WHAT IS REQUIRED: All lines in the records below that hold "ObjectSet" are to be shown.

EXTRACTED INFORMATION:
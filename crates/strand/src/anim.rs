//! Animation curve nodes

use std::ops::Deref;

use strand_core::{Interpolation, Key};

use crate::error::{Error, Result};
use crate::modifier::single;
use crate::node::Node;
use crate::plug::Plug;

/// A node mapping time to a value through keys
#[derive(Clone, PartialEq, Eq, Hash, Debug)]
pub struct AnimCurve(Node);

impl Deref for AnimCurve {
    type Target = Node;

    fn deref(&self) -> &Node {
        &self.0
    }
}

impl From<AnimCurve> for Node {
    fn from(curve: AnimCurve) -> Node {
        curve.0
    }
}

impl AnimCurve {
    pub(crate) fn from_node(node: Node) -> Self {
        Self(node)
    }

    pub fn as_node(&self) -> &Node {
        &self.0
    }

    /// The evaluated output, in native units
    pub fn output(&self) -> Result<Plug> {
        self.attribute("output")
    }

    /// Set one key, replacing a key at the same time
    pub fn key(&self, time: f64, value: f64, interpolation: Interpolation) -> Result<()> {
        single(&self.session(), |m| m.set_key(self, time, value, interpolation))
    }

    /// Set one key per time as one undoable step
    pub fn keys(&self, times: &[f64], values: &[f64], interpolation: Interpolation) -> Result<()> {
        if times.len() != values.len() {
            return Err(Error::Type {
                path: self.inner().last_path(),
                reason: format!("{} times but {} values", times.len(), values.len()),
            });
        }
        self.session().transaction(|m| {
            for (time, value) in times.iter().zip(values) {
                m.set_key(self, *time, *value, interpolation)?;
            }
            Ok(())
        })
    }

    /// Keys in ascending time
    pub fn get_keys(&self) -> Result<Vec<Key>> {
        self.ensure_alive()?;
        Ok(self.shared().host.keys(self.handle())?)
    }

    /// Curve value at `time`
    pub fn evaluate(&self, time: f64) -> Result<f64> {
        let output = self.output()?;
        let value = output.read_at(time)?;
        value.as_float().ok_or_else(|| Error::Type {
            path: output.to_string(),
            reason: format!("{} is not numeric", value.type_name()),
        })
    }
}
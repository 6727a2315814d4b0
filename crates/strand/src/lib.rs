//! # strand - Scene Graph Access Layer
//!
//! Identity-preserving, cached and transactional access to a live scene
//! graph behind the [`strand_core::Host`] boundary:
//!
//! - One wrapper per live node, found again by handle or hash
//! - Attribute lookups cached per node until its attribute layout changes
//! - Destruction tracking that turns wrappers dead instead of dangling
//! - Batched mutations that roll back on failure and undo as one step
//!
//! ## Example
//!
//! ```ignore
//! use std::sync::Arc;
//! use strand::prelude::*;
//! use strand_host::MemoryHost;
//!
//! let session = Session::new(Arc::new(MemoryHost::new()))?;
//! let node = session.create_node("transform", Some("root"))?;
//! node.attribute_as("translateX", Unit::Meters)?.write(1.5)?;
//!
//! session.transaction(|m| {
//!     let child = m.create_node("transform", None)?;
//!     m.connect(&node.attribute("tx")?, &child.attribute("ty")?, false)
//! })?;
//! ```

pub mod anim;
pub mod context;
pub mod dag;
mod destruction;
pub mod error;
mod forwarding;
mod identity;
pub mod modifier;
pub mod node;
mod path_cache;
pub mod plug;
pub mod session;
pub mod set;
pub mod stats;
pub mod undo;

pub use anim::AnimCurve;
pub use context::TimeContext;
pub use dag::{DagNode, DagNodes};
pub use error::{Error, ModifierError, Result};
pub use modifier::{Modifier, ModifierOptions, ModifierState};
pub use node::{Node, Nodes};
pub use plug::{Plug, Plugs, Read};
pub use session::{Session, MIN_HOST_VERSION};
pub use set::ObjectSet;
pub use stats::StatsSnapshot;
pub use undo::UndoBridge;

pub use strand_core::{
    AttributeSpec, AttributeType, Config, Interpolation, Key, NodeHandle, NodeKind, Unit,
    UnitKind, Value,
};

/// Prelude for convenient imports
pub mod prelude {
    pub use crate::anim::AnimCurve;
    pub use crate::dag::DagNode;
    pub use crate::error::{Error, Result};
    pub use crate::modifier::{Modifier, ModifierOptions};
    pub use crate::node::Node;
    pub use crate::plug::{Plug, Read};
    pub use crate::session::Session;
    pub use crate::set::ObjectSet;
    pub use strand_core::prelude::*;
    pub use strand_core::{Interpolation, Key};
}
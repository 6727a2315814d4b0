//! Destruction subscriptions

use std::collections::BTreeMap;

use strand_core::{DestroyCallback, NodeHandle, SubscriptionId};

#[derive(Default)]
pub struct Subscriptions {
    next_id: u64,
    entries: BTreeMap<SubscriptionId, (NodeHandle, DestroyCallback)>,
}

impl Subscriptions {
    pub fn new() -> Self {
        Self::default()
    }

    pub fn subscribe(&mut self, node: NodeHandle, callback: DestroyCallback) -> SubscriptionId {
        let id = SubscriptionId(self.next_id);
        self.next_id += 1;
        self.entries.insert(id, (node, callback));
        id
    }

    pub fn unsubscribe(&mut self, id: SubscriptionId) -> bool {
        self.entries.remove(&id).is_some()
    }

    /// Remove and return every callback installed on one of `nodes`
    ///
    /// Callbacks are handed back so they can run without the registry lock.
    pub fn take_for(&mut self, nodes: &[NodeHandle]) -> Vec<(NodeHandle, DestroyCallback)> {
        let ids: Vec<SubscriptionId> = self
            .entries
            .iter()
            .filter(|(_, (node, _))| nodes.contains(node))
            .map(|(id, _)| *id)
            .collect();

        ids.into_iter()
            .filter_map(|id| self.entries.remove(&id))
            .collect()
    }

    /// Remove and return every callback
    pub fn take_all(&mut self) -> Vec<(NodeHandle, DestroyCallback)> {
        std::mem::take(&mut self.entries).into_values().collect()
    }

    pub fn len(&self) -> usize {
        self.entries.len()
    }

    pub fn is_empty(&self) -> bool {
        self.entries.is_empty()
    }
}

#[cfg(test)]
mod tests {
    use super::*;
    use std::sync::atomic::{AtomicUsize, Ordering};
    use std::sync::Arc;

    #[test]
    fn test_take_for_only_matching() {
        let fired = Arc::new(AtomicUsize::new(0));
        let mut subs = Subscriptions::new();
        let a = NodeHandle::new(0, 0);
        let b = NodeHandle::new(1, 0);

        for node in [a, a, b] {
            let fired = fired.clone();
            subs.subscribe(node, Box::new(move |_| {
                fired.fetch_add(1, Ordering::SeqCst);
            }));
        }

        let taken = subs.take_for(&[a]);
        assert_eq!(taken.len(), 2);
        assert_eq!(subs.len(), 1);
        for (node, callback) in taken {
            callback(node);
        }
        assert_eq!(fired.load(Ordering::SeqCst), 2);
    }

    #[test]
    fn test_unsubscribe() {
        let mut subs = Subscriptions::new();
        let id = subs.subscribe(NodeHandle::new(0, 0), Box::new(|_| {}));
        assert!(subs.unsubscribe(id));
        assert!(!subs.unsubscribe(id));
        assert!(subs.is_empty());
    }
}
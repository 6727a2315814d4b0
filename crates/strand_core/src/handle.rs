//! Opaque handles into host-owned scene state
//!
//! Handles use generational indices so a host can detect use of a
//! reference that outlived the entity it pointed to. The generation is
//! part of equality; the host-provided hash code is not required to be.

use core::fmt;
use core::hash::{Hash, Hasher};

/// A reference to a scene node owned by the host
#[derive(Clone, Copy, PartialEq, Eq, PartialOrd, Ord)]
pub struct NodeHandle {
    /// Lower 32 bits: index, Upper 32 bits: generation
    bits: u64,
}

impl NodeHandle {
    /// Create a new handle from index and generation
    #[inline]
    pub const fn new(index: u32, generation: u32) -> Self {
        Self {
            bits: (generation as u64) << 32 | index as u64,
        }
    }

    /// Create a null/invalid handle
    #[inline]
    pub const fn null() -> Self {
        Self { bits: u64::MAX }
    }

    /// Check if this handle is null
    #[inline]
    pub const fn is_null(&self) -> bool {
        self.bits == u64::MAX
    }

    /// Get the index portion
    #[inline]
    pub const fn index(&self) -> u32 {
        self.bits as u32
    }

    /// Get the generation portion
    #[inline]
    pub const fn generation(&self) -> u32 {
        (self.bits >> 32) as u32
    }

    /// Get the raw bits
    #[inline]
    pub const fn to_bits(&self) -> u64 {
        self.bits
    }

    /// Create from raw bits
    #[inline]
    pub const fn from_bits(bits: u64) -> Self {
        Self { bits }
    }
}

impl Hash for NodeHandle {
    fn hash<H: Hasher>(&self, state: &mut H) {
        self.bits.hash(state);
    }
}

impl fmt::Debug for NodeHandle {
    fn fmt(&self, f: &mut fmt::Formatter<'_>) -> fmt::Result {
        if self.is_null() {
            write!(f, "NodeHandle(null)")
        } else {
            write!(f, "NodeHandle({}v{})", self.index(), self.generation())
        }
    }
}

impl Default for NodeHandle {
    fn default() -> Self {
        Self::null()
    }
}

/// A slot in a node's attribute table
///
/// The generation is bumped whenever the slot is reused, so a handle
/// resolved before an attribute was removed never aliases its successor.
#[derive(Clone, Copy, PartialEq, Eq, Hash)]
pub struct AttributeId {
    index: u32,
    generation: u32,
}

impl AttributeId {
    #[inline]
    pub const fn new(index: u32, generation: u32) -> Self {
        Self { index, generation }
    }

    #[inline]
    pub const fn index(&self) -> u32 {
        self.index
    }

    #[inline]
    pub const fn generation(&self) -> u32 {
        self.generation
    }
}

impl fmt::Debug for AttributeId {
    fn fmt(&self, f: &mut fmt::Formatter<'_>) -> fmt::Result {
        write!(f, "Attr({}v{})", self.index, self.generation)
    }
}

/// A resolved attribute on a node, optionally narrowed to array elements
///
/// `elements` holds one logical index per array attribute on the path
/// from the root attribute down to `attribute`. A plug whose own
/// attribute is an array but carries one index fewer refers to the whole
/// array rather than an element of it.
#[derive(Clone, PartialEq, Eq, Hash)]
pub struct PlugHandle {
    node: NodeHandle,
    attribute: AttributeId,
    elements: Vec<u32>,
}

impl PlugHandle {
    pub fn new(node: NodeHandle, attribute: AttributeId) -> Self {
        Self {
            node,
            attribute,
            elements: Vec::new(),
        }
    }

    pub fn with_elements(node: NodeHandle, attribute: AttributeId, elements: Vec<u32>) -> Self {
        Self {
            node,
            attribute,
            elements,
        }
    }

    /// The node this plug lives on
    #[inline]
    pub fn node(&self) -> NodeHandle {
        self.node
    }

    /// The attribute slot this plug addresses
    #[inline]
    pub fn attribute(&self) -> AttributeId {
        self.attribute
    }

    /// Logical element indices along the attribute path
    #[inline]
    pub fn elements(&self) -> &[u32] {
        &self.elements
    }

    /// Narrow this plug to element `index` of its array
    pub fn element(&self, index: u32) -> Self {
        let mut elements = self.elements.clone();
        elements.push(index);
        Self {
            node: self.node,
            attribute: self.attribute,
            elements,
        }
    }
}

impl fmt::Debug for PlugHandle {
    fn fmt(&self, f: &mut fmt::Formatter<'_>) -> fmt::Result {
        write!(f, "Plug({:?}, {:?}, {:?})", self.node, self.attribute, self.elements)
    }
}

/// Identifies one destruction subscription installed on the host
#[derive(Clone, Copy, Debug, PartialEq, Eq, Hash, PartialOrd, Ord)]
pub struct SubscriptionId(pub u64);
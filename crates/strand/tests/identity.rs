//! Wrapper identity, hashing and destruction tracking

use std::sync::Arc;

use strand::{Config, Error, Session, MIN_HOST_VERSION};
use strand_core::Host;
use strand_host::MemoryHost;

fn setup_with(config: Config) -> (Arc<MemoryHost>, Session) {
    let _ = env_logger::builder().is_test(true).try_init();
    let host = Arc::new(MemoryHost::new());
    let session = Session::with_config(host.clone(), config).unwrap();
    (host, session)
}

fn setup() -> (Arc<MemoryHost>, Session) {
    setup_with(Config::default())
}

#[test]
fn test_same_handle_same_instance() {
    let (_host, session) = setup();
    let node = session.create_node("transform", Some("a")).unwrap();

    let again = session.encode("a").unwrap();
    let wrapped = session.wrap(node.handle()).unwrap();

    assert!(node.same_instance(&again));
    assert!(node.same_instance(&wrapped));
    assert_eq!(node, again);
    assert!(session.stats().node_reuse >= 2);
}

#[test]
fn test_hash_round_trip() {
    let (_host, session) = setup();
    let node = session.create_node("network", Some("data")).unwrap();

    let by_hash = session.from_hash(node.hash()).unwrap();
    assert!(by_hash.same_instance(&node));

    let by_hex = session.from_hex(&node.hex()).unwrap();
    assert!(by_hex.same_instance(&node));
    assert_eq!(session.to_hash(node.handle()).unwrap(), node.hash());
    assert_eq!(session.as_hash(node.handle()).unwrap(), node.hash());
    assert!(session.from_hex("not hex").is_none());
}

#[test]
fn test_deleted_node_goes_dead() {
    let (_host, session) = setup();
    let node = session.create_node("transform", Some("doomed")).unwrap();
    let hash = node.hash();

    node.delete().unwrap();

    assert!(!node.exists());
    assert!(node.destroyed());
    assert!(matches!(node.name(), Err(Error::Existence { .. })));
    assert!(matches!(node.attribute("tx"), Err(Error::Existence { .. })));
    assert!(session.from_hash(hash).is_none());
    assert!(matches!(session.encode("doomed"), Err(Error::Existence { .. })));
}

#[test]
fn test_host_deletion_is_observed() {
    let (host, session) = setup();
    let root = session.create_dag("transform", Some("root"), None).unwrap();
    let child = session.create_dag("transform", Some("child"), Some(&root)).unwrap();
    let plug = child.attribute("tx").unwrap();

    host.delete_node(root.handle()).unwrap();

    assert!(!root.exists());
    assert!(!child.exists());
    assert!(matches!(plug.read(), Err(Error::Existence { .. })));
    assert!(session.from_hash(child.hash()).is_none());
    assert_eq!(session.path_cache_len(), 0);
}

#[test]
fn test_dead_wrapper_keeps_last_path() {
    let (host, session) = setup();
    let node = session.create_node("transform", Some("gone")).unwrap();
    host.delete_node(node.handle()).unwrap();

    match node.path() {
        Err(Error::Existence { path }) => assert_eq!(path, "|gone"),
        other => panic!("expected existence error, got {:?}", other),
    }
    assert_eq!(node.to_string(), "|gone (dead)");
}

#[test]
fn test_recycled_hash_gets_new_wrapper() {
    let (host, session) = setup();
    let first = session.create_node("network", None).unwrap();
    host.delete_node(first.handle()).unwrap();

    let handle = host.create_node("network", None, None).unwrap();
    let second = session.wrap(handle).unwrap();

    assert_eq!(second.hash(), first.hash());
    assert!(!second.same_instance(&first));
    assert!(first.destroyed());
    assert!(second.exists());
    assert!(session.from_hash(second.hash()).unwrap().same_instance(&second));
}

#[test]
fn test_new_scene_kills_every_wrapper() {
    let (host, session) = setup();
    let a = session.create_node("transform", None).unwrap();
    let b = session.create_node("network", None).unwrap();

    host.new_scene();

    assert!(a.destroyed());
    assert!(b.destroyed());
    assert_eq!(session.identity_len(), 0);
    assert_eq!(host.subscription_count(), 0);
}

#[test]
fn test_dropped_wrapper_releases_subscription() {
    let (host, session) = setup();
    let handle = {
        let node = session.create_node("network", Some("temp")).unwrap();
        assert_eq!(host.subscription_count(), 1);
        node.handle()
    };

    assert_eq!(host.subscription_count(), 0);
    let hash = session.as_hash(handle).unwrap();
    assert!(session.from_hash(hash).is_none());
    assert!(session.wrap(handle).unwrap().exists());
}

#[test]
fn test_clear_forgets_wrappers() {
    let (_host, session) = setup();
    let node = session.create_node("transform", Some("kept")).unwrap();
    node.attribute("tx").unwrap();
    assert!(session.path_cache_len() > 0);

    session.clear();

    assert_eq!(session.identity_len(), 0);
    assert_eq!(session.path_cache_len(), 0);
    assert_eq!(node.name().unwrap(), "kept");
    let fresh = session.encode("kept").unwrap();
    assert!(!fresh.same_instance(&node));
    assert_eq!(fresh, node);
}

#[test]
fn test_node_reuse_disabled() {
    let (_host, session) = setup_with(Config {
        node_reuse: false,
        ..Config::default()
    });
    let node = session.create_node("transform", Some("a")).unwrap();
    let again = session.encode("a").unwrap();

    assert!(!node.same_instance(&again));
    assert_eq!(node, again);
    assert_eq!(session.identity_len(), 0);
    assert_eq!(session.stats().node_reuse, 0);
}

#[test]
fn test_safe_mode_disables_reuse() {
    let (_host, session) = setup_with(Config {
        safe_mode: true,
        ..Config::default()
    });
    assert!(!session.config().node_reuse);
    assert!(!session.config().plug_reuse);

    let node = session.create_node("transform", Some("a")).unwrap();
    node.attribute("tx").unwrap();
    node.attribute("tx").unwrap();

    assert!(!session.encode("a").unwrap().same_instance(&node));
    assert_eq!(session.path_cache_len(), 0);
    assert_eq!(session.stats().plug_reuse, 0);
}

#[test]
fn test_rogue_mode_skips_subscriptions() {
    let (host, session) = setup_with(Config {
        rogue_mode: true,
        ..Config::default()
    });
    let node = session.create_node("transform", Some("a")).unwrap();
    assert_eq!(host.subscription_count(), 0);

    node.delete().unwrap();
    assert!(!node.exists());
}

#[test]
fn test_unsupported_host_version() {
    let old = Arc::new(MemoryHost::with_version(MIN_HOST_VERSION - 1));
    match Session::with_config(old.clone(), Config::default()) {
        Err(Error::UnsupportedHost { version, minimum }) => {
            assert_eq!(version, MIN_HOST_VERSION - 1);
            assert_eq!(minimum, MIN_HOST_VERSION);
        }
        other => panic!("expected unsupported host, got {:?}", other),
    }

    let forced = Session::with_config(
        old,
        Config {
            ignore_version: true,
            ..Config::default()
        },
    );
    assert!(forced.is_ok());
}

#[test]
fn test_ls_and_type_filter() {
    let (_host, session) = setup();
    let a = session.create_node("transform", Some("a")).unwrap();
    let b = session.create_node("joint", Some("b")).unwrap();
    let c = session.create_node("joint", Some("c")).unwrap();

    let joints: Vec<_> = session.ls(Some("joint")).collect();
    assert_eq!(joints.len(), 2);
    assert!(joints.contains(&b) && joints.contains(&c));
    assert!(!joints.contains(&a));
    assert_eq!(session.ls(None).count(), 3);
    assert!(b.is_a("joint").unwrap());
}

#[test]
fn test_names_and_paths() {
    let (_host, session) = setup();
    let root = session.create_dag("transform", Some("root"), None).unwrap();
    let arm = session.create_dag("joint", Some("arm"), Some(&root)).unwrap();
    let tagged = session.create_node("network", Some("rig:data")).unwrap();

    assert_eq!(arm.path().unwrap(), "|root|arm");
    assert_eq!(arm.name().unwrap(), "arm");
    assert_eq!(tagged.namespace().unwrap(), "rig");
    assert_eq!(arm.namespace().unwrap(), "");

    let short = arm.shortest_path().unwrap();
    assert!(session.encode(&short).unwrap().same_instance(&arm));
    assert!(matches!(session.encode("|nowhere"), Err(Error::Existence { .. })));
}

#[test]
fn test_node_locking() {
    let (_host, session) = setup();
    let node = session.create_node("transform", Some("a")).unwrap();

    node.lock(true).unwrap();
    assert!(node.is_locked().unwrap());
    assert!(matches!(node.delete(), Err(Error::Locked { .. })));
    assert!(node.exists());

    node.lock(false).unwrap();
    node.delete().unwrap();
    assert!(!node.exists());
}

ANSWER FOR THE TASK:
pub use set::ObjectSet;
    pub use crate::set::ObjectSet;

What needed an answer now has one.